Sunday, November 7, 2010

One foot in front of the other

I don't have much to say, but my horoscope said I should update my blog.

I think I'm making changes for the better. But I feel like I'm trudging through mud.

And my birthday is this week, and I have no one to spend it with. Not even friends--they are all out of town. My only plan for my birthday is to have a cupcake. And I've been looking forward to that cupcake for weeks now. That feels rather pathetic. And I'm definitely feeling the social assumptions that come with age. I don't think I look my age. (I'm pretty sure I don't--I got carded the last time I went to a bar. I'm sure I don't look under 21, but early 30s seems reasonable. But I do have wrinkles when I smile. They go away when I'm not smiling, but definitely have them under my eyes whenever I'm smiling even a little bit.)

I don't feel anywhere near 40. But then, what, exactly does '40' feel like? I still can't quite believe I'm nearing that number, though. I'm beginning to understand my friends that lie about their ages.

But I do think some things are shifting for me right now.

Work is difficult, and part of the reason it is difficult is that my boss is being a jerk and I'm not standing up to him. A client filed a complaint that I started a meeting on-time (instead of having the entire meeting of 15 people wait until she arrived) and my boss took it seriously! Seriously!

I don't stand up for myself. And I'm recognizing that as a pattern. I feel like my job would be in jeopardy if I did in this instance. But the flip-side is that my job is in jeopardy if I don't, because I have a history of getting pissed off (over a several-year period), not doing anything and quitting. I still haven't said anything to my boss, and I don't think I can go over his head. But at least I'm recognizing this patter of mine.

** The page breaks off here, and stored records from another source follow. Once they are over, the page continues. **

//! Organisation records: companies, territories, teams and users.
//!
//! Every record except [`Company`] carries the `company_id` of its tenant.
//! Higher layers use it to scope every read and write to the session's
//! company.

use std::{fmt, str::FromStr};

use chrono::{DateTime, Utc};
use serde::{Deserialize, Serialize};
use uuid::Uuid;

use crate::{
  Error, Result,
  error::{require_email, require_text},
  patch::double_option,
};

// ─── Role ────────────────────────────────────────────────────────────────────

/// Position in the sales organisation.
#[derive(Debug, Clone, Copy, PartialEq, Eq, Hash, Serialize, Deserialize)]
#[serde(rename_all = "UPPERCASE")]
pub enum Role {
  /// Chief executive.
  Ceo,
  /// Sales director.
  Sd,
  /// Sales manager.
  Sm,
  /// Marketing manager.
  Mm,
  /// Product manager.
  Pm,
  /// Supervisor.
  Sup,
  /// Sales representative, the field user.
  Sr,
}

impl Role {
  pub const ALL: [Role; 7] = [
    Role::Ceo,
    Role::Sd,
    Role::Sm,
    Role::Mm,
    Role::Pm,
    Role::Sup,
    Role::Sr,
  ];

  pub fn as_str(self) -> &'static str {
    match self {
      Role::Ceo => "CEO",
      Role::Sd => "SD",
      Role::Sm => "SM",
      Role::Mm => "MM",
      Role::Pm => "PM",
      Role::Sup => "SUP",
      Role::Sr => "SR",
    }
  }

  /// May manage the company record, users, territories and teams.
  pub fn is_admin(self) -> bool { matches!(self, Role::Ceo | Role::Sd) }

  /// May review pre-call plans and see every rep's records.
  pub fn is_manager(self) -> bool { !matches!(self, Role::Sr) }
}

impl fmt::Display for Role {
  fn fmt(&self, f: &mut fmt::Formatter<'_>) -> fmt::Result { f.write_str(self.as_str()) }
}

impl FromStr for Role {
  type Err = Error;

  fn from_str(s: &str) -> Result<Self> {
    Role::ALL
      .into_iter()
      .find(|r| r.as_str() == s)
      .ok_or_else(|| Error::UnknownVariant { kind: "role", value: s.to_owned() })
  }
}

// ─── Company ─────────────────────────────────────────────────────────────────

/// The tenant.
#[derive(Debug, Clone, Serialize, Deserialize)]
pub struct Company {
  pub company_id: Uuid,
  pub name:       String,
  /// IANA zone name used by clients for display, e.g. `Asia/Bangkok`.
  pub timezone:   String,
  /// ISO 4217 code, e.g. `THB`.
  pub currency:   String,
  pub created_at: DateTime<Utc>,
  pub updated_at: DateTime<Utc>,
}

#[derive(Debug, Clone, Deserialize)]
pub struct NewCompany {
  pub name:     String,
  #[serde(default = "default_timezone")]
  pub timezone: String,
  #[serde(default = "default_currency")]
  pub currency: String,
}

fn default_timezone() -> String { "Asia/Bangkok".to_owned() }
fn default_currency() -> String { "THB".to_owned() }

impl NewCompany {
  pub fn new(name: impl Into<String>) -> Self {
    Self {
      name:     name.into(),
      timezone: default_timezone(),
      currency: default_currency(),
    }
  }

  pub fn validate(&self) -> Result<()> {
    require_text("name", &self.name, 200)?;
    require_text("timezone", &self.timezone, 64)?;
    validate_currency(&self.currency)
  }
}

#[derive(Debug, Clone, Default, Deserialize)]
pub struct CompanyPatch {
  pub name:     Option<String>,
  pub timezone: Option<String>,
  pub currency: Option<String>,
}

impl Company {
  pub fn apply(&mut self, patch: CompanyPatch) -> Result<()> {
    if let Some(name) = patch.name {
      require_text("name", &name, 200)?;
      self.name = name.trim().to_owned();
    }
    if let Some(tz) = patch.timezone {
      require_text("timezone", &tz, 64)?;
      self.timezone = tz;
    }
    if let Some(currency) = patch.currency {
      validate_currency(&currency)?;
      self.currency = currency;
    }
    Ok(())
  }
}

fn validate_currency(code: &str) -> Result<()> {
  if code.len() == 3 && code.chars().all(|c| c.is_ascii_uppercase()) {
    Ok(())
  } else {
    Err(Error::invalid("currency", "must be a three-letter ISO 4217 code"))
  }
}

// ─── Territory ───────────────────────────────────────────────────────────────

/// A geographic sales area. `code` is unique within a company.
#[derive(Debug, Clone, Serialize, Deserialize)]
pub struct Territory {
  pub territory_id: Uuid,
  pub company_id:   Uuid,
  pub code:         String,
  pub name:         String,
  pub description:  Option<String>,
  pub created_at:   DateTime<Utc>,
}

#[derive(Debug, Clone, Deserialize)]
pub struct NewTerritory {
  pub code:        String,
  pub name:        String,
  pub description: Option<String>,
}

impl NewTerritory {
  pub fn validate(&self) -> Result<()> {
    validate_code(&self.code)?;
    require_text("name", &self.name, 200)
  }
}

#[derive(Debug, Clone, Default, Deserialize)]
pub struct TerritoryPatch {
  pub code:        Option<String>,
  pub name:        Option<String>,
  #[serde(default, deserialize_with = "double_option")]
  pub description: Option<Option<String>>,
}

impl Territory {
  pub fn apply(&mut self, patch: TerritoryPatch) -> Result<()> {
    if let Some(code) = patch.code {
      validate_code(&code)?;
      self.code = code;
    }
    if let Some(name) = patch.name {
      require_text("name", &name, 200)?;
      self.name = name;
    }
    crate::patch::apply(&mut self.description, patch.description);
    Ok(())
  }
}

/// Short identifiers: 1–32 chars of ASCII alphanumerics, `-` or `_`.
pub(crate) fn validate_code(code: &str) -> Result<()> {
  let ok = !code.is_empty()
    && code.len() <= 32
    && code.chars().all(|c| c.is_ascii_alphanumeric() || c == '-' || c == '_');
  if ok {
    Ok(())
  } else {
    Err(Error::invalid(
      "code",
      "must be 1-32 characters of letters, digits, '-' or '_'",
    ))
  }
}

// ─── Team ────────────────────────────────────────────────────────────────────

#[derive(Debug, Clone, Serialize, Deserialize)]
pub struct Team {
  pub team_id:      Uuid,
  pub company_id:   Uuid,
  pub territory_id: Option<Uuid>,
  pub name:         String,
  /// Must be a user of the same company.
  pub leader_id:    Option<Uuid>,
  pub created_at:   DateTime<Utc>,
}

#[derive(Debug, Clone, Deserialize)]
pub struct NewTeam {
  pub name:         String,
  pub territory_id: Option<Uuid>,
  pub leader_id:    Option<Uuid>,
}

impl NewTeam {
  pub fn validate(&self) -> Result<()> { require_text("name", &self.name, 200) }
}

#[derive(Debug, Clone, Default, Deserialize)]
pub struct TeamPatch {
  pub name:         Option<String>,
  #[serde(default, deserialize_with = "double_option")]
  pub territory_id: Option<Option<Uuid>>,
  #[serde(default, deserialize_with = "double_option")]
  pub leader_id:    Option<Option<Uuid>>,
}

impl Team {
  pub fn apply(&mut self, patch: TeamPatch) -> Result<()> {
    if let Some(name) = patch.name {
      require_text("name", &name, 200)?;
      self.name = name;
    }
    crate::patch::apply(&mut self.territory_id, patch.territory_id);
    crate::patch::apply(&mut self.leader_id, patch.leader_id);
    Ok(())
  }
}

// ─── User ────────────────────────────────────────────────────────────────────

/// A login-capable member of a company.
///
/// The password hash is never serialised.
#[derive(Debug, Clone, Serialize, Deserialize)]
pub struct User {
  pub user_id:       Uuid,
  pub company_id:    Uuid,
  pub username:      String,
  pub email:         String,
  pub full_name:     String,
  pub phone:         Option<String>,
  pub role:          Role,
  pub territory_id:  Option<Uuid>,
  pub team_id:       Option<Uuid>,
  /// Receives this user's plan and report submissions for review.
  pub manager_id:    Option<Uuid>,
  pub is_active:     bool,
  #[serde(skip)]
  pub password_hash: String,
  pub created_at:    DateTime<Utc>,
  pub updated_at:    DateTime<Utc>,
}

/// Input to [`crate::store::SalesStore::add_user`]. The caller hashes the
/// password before building this.
#[derive(Debug, Clone)]
pub struct NewUser {
  pub company_id:    Uuid,
  pub username:      String,
  pub email:         String,
  pub full_name:     String,
  pub phone:         Option<String>,
  pub role:          Role,
  pub territory_id:  Option<Uuid>,
  pub team_id:       Option<Uuid>,
  pub manager_id:    Option<Uuid>,
  pub password_hash: String,
}

impl NewUser {
  pub fn validate(&self) -> Result<()> {
    validate_username(&self.username)?;
    require_email("email", &self.email)?;
    require_text("full_name", &self.full_name, 200)
  }
}

pub fn validate_username(username: &str) -> Result<()> {
  let ok = (3..=64).contains(&username.len())
    && username
      .chars()
      .all(|c| c.is_ascii_alphanumeric() || matches!(c, '.' | '-' | '_'));
  if ok {
    Ok(())
  } else {
    Err(Error::invalid(
      "username",
      "must be 3-64 characters of letters, digits, '.', '-' or '_'",
    ))
  }
}

pub const MIN_PASSWORD_LEN: usize = 8;

pub fn validate_password(password: &str) -> Result<()> {
  if password.chars().count() < MIN_PASSWORD_LEN {
    return Err(Error::invalid(
      "password",
      format!("must be at least {MIN_PASSWORD_LEN} characters"),
    ));
  }
  Ok(())
}

/// Profile fields a user may change on their own record.
#[derive(Debug, Clone, Default, Deserialize)]
pub struct ProfilePatch {
  pub email:     Option<String>,
  pub full_name: Option<String>,
  #[serde(default, deserialize_with = "double_option")]
  pub phone:     Option<Option<String>>,
}

/// Assignment fields only administrators may change.
#[derive(Debug, Clone, Default, Deserialize)]
pub struct AssignmentPatch {
  pub role:         Option<Role>,
  #[serde(default, deserialize_with = "double_option")]
  pub territory_id: Option<Option<Uuid>>,
  #[serde(default, deserialize_with = "double_option")]
  pub team_id:      Option<Option<Uuid>>,
  #[serde(default, deserialize_with = "double_option")]
  pub manager_id:   Option<Option<Uuid>>,
  pub is_active:    Option<bool>,
}

impl AssignmentPatch {
  pub fn is_empty(&self) -> bool {
    self.role.is_none()
      && self.territory_id.is_none()
      && self.team_id.is_none()
      && self.manager_id.is_none()
      && self.is_active.is_none()
  }
}

impl User {
  pub fn apply_profile(&mut self, patch: ProfilePatch) -> Result<()> {
    if let Some(email) = patch.email {
      require_email("email", &email)?;
      self.email = email;
    }
    if let Some(full_name) = patch.full_name {
      require_text("full_name", &full_name, 200)?;
      self.full_name = full_name;
    }
    crate::patch::apply(&mut self.phone, patch.phone);
    Ok(())
  }

  pub fn apply_assignment(&mut self, patch: AssignmentPatch) -> Result<()> {
    if let Some(role) = patch.role {
      self.role = role;
    }
    crate::patch::apply(&mut self.territory_id, patch.territory_id);
    crate::patch::apply(&mut self.team_id, patch.team_id);
    crate::patch::apply(&mut self.manager_id, patch.manager_id);
    if self.manager_id == Some(self.user_id) {
      return Err(Error::invalid("manager_id", "a user cannot manage themselves"));
    }
    if let Some(active) = patch.is_active {
      self.is_active = active;
    }
    Ok(())
  }
}

/// A user together with the records the profile screen shows next to it.
#[derive(Debug, Clone, Serialize, Deserialize)]
pub struct UserProfile {
  pub user:      User,
  pub company:   Company,
  pub territory: Option<Territory>,
  pub team:      Option<Team>,
}

#[cfg(test)]
mod tests {
  use super::*;

  #[test]
  fn role_wire_names_are_uppercase() {
    for role in Role::ALL {
      let json = serde_json::to_string(&role).unwrap();
      assert_eq!(json, format!("\"{}\"", role.as_str()));
      assert_eq!(role.as_str().parse::<Role>().unwrap(), role);
    }
    assert!("Manager".parse::<Role>().is_err());
  }

  #[test]
  fn role_rules() {
    assert!(Role::Ceo.is_admin());
    assert!(Role::Sd.is_admin());
    assert!(!Role::Sm.is_admin());
    assert!(Role::Sup.is_manager());
    assert!(!Role::Sr.is_manager());
  }

  #[test]
  fn territory_codes() {
    assert!(validate_code("BKK-N_1").is_ok());
    assert!(validate_code("").is_err());
    assert!(validate_code("bad code").is_err());
  }

  #[test]
  fn password_hash_is_not_serialised() {
    let now = Utc::now();
    let user = User {
      user_id:       Uuid::new_v4(),
      company_id:    Uuid::new_v4(),
      username:      "somchai".into(),
      email:         "somchai@example.co.th".into(),
      full_name:     "Somchai P.".into(),
      phone:         None,
      role:          Role::Sr,
      territory_id:  None,
      team_id:       None,
      manager_id:    None,
      is_active:     true,
      password_hash: "$argon2id$secret".into(),
      created_at:    now,
      updated_at:    now,
    };
    let json = serde_json::to_string(&user).unwrap();
    assert!(!json.contains("argon2"));
  }

  #[test]
  fn self_management_is_rejected() {
    let now = Utc::now();
    let id = Uuid::new_v4();
    let mut user = User {
      user_id:       id,
      company_id:    Uuid::new_v4(),
      username:      "nok".into(),
      email:         "nok@example.com".into(),
      full_name:     "Nok".into(),
      phone:         None,
      role:          Role::Sm,
      territory_id:  None,
      team_id:       None,
      manager_id:    None,
      is_active:     true,
      password_hash: String::new(),
      created_at:    now,
      updated_at:    now,
    };
    let patch = AssignmentPatch { manager_id: Some(Some(id)), ..Default::default() };
    assert!(user.apply_assignment(patch).is_err());
  }
}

I also have several men who seem to be interested in me. None of whom I'm particularly smitten with. One man is a vegan studying to become a nutritionist and the other is a junk food junkie. The former I went out with a couple of times a year ago, and then I broke up with him and he asked me for another chance. It is nice to be pursued. But I don't know that that is enough. But it is nice to feel like I'm attractive.